Collected data entries:
>>>
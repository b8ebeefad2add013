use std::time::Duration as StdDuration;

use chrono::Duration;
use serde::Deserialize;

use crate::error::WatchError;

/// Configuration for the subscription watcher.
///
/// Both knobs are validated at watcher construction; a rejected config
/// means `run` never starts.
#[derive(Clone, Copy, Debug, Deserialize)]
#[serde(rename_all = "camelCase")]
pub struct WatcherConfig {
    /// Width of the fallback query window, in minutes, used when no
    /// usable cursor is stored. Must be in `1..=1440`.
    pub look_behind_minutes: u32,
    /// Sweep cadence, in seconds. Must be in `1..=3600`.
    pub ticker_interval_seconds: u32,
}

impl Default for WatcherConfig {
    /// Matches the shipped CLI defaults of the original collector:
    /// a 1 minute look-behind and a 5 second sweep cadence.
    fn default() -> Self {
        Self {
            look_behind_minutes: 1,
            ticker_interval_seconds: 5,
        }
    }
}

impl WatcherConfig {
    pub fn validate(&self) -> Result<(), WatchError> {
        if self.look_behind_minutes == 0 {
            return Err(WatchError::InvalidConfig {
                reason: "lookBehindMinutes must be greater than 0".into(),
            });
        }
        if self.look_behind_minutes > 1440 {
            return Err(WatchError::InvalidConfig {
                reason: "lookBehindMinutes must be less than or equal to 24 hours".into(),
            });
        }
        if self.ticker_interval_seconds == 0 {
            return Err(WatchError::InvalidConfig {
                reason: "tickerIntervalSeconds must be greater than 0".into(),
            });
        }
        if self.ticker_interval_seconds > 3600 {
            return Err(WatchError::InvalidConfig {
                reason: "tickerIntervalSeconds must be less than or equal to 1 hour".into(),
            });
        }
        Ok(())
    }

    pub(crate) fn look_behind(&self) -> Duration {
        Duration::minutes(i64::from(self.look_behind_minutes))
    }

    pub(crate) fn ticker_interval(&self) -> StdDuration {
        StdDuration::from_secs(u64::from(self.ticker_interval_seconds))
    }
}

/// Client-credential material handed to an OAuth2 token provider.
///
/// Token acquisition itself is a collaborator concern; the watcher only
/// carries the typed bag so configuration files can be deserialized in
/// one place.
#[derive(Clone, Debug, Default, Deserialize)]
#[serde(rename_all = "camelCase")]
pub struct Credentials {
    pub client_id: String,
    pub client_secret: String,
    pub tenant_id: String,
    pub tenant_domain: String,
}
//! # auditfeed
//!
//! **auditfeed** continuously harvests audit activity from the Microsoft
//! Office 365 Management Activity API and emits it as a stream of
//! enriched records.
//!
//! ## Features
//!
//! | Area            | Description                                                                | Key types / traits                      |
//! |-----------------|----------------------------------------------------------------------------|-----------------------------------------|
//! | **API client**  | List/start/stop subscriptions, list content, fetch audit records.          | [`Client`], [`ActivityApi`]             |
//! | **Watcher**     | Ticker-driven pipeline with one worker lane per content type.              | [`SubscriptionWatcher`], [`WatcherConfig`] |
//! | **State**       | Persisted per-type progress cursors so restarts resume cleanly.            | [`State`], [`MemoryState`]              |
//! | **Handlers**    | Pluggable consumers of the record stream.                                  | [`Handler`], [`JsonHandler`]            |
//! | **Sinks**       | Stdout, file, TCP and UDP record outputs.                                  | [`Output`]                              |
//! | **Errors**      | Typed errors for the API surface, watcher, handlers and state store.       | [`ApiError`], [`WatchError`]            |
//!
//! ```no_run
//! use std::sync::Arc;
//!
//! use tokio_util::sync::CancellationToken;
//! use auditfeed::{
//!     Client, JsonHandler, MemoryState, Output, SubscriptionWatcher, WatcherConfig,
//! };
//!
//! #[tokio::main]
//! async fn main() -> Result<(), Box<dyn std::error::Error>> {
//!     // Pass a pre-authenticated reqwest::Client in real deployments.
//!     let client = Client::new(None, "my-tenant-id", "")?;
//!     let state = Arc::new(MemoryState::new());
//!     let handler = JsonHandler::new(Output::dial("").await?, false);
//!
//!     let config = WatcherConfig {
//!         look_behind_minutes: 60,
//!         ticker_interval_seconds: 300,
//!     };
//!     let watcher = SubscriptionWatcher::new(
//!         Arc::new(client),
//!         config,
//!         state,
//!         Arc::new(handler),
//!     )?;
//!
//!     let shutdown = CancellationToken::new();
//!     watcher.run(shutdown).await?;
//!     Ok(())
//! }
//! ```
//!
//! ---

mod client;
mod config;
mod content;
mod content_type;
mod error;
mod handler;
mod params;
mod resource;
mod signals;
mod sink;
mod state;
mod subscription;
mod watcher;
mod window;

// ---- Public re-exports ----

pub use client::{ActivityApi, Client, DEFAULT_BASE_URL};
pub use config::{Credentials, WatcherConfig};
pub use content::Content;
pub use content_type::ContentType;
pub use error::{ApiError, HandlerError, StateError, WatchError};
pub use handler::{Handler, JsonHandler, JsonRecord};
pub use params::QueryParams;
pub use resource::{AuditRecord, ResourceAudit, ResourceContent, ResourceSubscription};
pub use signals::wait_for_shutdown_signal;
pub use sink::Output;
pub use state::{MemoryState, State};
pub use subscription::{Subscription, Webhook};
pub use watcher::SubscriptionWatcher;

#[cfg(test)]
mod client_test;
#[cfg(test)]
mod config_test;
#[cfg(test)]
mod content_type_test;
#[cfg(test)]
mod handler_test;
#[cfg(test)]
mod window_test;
<<<
Assignment:
Among the lines of the data, which ones contain the word "String"? Show them.

Exercise solution:
    pub client_id: String,
    pub client_secret: String,
    pub tenant_id: String,
    pub tenant_domain: String,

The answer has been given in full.